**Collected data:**
::::::
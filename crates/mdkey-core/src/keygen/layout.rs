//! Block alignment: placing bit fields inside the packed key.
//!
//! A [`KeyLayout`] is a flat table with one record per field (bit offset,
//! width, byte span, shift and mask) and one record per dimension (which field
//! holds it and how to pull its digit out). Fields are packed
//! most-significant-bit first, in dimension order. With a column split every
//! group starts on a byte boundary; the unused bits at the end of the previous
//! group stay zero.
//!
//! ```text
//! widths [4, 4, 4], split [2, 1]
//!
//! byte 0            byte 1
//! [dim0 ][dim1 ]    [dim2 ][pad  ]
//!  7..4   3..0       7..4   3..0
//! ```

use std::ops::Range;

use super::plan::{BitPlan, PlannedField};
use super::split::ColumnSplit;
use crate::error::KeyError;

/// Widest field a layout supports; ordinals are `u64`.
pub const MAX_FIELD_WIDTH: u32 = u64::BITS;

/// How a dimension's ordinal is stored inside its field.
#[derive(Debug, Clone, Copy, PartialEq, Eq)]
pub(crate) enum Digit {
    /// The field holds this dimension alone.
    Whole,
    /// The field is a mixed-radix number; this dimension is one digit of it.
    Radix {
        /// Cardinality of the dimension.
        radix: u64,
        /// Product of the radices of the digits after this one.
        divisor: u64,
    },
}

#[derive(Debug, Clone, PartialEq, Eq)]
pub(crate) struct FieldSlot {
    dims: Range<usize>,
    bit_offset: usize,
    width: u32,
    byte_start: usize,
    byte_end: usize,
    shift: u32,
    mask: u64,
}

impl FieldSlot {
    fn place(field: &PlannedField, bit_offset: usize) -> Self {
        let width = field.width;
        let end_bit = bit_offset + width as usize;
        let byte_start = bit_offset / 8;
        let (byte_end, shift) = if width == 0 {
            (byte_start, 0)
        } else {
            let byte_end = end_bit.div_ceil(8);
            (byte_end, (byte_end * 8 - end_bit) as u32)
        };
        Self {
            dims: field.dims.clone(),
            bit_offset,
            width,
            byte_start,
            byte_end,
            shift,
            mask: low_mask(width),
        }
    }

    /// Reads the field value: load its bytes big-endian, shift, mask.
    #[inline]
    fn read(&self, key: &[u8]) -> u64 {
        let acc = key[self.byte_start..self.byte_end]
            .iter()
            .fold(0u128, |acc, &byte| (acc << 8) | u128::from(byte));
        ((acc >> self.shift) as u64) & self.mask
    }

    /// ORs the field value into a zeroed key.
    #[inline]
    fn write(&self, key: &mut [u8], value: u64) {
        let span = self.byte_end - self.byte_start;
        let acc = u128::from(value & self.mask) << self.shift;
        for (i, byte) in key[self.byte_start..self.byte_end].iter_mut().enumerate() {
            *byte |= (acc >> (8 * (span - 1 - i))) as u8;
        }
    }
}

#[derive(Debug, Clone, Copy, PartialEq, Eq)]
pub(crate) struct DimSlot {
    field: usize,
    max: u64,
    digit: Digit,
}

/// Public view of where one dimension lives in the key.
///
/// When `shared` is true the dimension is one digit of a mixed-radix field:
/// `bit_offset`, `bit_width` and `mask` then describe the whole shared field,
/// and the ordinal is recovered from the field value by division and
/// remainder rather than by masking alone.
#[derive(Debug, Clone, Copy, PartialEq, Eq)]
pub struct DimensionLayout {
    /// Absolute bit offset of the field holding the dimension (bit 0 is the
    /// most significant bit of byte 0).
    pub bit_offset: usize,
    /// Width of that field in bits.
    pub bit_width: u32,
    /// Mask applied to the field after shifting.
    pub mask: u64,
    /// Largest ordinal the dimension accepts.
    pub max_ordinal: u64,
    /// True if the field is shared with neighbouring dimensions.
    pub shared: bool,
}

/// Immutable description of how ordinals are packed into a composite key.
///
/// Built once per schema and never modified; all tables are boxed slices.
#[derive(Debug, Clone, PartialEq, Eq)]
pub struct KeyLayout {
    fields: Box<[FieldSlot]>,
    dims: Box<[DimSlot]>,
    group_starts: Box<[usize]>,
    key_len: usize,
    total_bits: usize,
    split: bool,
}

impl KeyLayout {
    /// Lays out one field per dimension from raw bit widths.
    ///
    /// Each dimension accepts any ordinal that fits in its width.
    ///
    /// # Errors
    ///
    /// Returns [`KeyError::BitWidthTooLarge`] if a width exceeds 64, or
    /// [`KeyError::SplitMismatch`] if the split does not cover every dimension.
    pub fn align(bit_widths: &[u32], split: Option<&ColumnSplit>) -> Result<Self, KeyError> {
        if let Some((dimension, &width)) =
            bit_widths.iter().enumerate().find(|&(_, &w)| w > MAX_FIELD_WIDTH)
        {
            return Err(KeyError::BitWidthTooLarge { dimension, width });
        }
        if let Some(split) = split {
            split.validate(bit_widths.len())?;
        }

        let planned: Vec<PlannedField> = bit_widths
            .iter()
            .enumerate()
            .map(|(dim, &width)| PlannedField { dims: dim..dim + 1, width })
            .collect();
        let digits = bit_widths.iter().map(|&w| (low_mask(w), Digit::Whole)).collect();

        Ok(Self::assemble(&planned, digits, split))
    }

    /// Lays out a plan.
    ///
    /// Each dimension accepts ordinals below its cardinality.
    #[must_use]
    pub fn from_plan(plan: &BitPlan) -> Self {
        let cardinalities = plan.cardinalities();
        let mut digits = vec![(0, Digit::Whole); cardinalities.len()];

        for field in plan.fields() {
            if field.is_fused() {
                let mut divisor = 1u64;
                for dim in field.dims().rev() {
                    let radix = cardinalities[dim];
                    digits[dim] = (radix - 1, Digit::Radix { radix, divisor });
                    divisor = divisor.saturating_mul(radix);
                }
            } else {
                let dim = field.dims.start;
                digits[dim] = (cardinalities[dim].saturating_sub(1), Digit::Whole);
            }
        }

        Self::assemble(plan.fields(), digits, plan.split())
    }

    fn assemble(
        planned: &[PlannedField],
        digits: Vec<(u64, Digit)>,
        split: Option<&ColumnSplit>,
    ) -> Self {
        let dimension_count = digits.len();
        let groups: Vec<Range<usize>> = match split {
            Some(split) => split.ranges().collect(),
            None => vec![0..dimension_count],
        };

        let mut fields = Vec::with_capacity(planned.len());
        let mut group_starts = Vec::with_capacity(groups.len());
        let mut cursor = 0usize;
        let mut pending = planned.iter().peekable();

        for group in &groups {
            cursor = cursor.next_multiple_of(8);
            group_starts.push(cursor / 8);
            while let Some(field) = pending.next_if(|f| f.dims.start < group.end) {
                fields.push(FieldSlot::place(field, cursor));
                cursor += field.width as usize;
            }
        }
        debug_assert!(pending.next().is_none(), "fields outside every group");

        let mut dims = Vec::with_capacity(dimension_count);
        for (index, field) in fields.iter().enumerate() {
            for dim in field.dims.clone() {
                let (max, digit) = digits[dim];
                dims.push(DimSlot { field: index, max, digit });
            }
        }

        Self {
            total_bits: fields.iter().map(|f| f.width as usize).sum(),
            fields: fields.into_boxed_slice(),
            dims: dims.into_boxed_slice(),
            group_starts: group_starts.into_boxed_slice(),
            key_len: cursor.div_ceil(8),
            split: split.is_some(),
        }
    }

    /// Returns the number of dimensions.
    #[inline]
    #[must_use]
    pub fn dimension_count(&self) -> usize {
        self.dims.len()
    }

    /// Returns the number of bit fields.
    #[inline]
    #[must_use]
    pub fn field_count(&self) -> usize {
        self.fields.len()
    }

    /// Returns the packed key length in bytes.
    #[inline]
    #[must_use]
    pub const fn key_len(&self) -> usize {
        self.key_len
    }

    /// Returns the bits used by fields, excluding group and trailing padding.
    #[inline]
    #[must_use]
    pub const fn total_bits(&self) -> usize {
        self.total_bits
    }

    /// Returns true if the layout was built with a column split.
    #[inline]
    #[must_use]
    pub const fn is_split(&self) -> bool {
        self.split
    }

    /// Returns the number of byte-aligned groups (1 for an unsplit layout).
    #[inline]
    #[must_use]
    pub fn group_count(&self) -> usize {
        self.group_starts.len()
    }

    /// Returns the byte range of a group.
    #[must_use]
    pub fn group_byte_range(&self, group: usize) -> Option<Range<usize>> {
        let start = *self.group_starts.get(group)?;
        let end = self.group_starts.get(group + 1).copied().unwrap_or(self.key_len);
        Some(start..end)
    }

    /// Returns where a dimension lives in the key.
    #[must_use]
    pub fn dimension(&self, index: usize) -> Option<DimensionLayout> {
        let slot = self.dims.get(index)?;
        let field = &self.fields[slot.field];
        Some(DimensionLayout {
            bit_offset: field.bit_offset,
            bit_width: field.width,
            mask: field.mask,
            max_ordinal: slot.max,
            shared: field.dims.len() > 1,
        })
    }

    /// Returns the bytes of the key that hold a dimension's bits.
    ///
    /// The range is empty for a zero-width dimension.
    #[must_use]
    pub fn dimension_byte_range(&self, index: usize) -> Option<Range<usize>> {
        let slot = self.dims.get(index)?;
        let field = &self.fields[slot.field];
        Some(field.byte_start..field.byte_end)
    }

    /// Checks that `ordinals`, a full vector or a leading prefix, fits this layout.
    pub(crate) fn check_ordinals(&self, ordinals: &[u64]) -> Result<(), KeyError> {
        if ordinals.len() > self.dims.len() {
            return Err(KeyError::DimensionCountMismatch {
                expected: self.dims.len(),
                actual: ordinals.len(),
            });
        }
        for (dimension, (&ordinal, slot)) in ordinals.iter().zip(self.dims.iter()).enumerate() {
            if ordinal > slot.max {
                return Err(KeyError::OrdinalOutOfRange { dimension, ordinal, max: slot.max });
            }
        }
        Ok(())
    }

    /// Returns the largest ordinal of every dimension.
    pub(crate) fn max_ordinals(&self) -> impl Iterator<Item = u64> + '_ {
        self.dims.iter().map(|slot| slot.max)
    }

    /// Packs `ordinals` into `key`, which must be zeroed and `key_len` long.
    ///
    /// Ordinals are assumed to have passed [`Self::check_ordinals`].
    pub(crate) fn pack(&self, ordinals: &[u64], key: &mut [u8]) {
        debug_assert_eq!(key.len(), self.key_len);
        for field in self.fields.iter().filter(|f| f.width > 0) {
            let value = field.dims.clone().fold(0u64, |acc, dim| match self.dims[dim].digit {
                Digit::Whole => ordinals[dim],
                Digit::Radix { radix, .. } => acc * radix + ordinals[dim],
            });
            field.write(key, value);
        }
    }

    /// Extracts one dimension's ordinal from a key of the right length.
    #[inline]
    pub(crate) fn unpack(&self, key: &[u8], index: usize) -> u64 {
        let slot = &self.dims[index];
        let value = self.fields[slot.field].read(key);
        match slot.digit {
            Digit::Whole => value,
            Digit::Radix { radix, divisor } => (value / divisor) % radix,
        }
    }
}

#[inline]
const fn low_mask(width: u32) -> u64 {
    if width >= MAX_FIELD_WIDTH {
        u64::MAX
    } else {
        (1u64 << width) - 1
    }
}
::::::
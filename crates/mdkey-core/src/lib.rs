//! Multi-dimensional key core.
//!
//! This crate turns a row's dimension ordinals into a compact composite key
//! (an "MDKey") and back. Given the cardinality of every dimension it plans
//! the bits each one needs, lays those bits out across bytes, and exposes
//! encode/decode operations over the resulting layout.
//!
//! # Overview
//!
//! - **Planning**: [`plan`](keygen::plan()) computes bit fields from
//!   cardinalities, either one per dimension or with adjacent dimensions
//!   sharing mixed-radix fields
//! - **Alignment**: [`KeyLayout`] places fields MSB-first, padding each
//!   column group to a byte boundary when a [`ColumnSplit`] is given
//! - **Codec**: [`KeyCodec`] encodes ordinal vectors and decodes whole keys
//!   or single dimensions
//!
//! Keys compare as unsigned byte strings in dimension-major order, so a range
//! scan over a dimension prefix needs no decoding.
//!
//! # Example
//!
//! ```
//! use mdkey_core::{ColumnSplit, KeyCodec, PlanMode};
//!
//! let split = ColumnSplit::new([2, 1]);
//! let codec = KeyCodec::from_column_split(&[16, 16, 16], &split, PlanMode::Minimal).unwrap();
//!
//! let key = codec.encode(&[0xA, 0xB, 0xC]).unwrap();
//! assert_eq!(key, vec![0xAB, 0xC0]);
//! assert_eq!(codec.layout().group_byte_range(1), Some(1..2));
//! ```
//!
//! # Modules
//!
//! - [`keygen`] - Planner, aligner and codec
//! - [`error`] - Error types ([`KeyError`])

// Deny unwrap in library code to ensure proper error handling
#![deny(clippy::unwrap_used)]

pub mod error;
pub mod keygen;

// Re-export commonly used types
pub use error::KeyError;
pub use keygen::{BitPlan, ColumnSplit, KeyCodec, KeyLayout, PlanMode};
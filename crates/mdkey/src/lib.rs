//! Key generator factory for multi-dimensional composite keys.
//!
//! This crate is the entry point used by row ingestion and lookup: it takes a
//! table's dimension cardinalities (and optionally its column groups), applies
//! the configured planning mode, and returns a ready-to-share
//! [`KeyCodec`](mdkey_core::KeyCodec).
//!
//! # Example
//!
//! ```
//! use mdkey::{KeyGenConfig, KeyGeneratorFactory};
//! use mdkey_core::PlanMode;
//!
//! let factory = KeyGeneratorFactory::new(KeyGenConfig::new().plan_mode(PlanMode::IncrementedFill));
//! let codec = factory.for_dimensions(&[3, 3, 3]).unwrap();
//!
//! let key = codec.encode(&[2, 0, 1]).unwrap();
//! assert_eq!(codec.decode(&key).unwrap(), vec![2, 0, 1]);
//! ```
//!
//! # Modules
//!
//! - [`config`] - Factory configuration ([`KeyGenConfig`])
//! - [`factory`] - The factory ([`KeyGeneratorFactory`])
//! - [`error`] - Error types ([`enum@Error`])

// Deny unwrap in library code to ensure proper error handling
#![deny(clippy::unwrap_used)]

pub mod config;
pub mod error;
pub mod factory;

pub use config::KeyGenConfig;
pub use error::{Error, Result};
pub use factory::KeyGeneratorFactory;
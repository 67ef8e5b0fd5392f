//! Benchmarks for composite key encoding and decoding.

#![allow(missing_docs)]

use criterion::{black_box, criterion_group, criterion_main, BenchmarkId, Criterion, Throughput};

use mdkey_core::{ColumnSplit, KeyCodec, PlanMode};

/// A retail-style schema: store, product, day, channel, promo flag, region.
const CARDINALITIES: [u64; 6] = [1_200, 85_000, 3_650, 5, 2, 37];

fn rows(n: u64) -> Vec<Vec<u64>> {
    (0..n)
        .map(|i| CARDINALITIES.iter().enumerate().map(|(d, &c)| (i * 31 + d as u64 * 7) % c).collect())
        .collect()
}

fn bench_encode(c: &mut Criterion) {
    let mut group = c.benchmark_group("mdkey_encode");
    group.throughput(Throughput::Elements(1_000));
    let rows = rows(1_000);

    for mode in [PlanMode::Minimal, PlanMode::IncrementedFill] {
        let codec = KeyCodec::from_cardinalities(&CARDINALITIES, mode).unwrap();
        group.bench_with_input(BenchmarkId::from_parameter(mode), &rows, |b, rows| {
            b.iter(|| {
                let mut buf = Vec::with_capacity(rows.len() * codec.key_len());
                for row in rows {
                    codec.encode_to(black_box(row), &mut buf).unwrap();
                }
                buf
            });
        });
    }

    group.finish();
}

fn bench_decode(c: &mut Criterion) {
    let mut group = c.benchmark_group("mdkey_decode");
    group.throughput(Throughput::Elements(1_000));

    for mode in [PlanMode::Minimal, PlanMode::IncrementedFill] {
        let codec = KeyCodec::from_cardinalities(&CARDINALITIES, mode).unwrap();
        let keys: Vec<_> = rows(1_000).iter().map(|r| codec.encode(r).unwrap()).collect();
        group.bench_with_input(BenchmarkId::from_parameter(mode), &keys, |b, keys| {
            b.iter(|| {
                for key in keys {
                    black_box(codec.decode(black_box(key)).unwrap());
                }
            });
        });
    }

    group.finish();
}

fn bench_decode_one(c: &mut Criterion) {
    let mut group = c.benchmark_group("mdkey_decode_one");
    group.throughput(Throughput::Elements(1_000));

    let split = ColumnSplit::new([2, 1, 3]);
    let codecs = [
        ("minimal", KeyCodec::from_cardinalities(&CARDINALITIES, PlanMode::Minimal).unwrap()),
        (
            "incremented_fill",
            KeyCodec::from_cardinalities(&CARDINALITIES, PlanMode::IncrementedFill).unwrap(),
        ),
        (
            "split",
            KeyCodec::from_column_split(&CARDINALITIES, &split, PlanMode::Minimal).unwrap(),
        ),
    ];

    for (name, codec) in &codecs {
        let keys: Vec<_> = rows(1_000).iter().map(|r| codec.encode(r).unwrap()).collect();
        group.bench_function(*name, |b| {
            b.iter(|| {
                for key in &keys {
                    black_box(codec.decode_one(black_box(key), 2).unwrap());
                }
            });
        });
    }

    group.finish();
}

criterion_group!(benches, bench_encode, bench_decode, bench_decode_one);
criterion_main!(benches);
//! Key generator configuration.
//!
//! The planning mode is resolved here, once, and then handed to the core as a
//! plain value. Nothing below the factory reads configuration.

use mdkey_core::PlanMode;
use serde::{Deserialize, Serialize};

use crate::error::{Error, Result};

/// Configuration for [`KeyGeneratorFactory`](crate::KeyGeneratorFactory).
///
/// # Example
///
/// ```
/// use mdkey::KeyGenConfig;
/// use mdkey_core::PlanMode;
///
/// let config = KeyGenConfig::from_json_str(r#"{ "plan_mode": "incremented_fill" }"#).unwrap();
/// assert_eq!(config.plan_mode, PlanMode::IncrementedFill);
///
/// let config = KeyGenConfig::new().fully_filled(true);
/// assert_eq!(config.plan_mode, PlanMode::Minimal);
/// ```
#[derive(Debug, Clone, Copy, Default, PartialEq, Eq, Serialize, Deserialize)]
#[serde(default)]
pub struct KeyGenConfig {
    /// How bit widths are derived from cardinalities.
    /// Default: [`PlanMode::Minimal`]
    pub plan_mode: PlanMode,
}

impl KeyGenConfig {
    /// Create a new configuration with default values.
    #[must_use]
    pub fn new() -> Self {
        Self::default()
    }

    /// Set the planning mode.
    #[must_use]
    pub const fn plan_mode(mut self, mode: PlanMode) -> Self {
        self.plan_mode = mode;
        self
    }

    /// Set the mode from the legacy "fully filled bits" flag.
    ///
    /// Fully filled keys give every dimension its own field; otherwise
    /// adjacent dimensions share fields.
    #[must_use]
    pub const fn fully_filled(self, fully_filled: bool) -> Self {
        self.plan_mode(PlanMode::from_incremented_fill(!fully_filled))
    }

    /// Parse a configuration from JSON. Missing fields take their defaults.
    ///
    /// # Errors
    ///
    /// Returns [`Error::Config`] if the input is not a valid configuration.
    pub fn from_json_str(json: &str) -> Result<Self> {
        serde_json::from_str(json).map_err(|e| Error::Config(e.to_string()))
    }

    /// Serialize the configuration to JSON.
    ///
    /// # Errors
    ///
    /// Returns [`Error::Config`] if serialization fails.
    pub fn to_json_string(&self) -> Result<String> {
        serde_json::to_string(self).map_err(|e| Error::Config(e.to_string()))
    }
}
::::::
For every line above that holds the word "adjacent", report the whole line.

**Response area:**
//!   cardinalities, either one per dimension or with adjacent dimensions
    /// adjacent dimensions share fields.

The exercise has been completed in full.